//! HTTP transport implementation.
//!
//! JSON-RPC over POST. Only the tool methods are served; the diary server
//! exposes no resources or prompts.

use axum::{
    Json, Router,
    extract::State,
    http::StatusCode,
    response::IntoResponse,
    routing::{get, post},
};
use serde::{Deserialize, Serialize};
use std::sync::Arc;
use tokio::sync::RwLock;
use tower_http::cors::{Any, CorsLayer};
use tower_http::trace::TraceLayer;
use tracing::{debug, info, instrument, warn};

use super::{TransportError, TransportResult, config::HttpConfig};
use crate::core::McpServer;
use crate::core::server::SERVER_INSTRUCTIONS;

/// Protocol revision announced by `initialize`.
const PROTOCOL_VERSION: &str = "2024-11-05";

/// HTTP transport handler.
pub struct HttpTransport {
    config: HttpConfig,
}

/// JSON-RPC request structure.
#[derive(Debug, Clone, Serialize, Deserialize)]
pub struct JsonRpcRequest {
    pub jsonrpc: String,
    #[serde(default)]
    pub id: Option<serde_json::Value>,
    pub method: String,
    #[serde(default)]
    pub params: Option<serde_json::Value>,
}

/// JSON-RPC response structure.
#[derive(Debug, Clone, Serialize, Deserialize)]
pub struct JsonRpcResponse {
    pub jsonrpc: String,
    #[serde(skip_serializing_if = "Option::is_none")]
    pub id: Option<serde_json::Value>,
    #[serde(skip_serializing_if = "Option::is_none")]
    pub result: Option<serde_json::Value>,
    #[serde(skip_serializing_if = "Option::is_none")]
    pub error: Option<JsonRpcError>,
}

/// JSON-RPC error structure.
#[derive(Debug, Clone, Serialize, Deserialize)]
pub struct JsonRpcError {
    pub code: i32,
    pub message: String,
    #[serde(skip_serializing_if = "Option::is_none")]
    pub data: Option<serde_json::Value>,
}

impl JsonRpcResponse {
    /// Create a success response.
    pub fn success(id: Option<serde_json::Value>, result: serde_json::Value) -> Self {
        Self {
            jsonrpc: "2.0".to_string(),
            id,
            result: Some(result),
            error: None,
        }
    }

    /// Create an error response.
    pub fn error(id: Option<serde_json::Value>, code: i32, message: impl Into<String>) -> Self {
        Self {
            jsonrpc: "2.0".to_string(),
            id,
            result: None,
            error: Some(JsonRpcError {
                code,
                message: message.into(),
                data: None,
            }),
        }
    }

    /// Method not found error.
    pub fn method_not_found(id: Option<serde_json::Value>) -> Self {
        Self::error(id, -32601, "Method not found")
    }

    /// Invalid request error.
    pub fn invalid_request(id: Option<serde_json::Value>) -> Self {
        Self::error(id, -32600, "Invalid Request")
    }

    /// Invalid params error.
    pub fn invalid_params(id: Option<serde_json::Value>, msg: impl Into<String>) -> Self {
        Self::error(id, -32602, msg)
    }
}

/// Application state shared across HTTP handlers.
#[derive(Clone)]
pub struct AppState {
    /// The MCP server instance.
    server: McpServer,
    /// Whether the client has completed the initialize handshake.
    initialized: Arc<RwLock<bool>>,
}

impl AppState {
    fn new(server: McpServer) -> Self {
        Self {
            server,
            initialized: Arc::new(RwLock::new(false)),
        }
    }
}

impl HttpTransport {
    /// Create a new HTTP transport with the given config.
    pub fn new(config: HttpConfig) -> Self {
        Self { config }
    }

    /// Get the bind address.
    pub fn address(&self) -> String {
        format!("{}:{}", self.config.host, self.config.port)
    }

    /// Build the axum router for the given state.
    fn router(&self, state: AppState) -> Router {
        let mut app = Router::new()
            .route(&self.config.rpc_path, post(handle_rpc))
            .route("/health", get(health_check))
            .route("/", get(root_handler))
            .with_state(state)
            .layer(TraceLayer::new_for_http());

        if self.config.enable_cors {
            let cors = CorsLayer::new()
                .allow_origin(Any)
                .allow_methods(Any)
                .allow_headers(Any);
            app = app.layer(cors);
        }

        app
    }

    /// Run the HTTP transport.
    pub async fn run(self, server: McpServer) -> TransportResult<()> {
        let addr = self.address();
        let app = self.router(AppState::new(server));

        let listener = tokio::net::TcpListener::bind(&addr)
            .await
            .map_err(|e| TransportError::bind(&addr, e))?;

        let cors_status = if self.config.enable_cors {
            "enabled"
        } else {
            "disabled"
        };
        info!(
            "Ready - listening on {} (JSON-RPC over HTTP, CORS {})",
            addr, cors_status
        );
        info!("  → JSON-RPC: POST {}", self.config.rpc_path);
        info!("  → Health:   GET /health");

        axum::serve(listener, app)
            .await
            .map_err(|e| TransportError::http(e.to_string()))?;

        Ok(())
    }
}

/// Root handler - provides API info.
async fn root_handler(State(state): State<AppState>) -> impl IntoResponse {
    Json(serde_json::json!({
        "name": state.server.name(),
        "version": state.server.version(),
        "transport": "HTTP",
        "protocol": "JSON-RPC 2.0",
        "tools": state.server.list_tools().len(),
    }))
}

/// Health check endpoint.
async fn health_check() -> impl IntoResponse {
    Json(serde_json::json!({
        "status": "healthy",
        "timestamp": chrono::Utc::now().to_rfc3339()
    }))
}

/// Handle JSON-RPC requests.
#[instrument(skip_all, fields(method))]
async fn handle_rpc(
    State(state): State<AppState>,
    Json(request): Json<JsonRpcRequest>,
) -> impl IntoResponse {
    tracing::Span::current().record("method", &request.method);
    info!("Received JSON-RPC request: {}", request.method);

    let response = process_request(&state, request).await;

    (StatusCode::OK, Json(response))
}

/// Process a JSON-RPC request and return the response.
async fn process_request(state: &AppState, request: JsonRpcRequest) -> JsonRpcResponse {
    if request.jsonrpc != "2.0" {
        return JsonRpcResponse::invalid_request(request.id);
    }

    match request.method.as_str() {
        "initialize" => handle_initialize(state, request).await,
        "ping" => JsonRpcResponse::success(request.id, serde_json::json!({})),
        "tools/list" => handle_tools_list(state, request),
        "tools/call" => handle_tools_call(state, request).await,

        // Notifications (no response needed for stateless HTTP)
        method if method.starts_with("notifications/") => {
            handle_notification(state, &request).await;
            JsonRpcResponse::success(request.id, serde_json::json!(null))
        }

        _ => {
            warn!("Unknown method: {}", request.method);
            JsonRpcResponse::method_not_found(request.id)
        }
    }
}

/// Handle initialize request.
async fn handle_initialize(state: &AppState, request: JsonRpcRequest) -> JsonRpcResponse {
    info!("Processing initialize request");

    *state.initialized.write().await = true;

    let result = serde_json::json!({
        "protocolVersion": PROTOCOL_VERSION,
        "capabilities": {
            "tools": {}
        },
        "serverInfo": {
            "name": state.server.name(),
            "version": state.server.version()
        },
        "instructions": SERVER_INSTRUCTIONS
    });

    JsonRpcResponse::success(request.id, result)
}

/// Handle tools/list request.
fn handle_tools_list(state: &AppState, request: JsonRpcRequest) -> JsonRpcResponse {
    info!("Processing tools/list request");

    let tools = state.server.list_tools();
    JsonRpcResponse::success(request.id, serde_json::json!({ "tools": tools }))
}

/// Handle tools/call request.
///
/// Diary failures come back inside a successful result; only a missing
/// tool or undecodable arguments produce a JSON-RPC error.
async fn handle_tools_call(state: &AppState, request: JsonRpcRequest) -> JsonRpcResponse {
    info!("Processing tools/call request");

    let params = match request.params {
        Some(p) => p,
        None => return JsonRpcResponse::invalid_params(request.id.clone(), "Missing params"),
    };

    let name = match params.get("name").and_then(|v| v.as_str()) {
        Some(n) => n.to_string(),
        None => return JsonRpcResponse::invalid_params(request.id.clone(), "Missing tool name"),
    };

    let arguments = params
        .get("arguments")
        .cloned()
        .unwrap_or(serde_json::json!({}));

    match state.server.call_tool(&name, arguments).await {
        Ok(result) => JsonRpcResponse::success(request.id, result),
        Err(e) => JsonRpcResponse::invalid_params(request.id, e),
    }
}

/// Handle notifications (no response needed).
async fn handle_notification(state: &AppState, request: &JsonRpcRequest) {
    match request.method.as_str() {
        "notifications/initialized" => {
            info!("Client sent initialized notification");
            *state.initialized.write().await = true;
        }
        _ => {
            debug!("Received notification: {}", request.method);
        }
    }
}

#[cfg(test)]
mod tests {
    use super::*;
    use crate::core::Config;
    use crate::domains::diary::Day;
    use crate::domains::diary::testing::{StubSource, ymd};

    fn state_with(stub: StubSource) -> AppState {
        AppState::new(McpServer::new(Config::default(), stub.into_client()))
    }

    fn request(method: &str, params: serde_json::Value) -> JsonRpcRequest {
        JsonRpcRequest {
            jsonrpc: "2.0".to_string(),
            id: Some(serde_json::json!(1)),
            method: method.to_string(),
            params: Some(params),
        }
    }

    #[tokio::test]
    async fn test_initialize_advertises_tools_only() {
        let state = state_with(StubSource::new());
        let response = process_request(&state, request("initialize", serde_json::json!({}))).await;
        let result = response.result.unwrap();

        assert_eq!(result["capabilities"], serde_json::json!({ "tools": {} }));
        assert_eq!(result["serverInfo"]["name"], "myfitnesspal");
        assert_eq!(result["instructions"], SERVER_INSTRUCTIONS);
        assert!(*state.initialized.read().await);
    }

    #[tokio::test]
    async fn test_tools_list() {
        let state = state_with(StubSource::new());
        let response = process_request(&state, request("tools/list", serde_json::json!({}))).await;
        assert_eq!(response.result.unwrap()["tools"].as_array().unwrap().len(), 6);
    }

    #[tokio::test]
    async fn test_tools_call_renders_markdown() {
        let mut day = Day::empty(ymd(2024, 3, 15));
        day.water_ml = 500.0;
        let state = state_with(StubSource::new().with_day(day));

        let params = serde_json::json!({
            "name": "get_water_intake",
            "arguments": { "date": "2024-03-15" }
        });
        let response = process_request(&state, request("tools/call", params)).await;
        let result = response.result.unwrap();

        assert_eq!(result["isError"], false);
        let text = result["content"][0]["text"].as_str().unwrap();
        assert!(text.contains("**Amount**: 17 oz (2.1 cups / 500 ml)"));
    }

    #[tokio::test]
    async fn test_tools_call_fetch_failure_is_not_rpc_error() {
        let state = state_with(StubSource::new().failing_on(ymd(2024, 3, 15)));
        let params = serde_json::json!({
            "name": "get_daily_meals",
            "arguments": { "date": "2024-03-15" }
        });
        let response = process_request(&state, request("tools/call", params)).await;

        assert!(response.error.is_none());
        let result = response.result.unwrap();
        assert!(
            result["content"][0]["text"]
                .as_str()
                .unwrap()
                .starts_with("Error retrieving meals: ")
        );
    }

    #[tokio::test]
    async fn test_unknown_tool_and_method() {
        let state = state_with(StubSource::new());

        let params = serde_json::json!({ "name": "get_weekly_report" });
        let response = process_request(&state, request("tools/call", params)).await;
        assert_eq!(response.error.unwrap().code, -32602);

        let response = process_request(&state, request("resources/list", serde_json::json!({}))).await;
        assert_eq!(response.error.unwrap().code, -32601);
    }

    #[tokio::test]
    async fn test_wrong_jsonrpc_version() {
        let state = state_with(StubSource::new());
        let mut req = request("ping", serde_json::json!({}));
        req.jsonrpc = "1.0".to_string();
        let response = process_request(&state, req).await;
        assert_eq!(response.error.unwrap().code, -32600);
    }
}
-------
Gather from the data above every line with the string "HttpTransport".

pub struct HttpTransport {
impl HttpTransport {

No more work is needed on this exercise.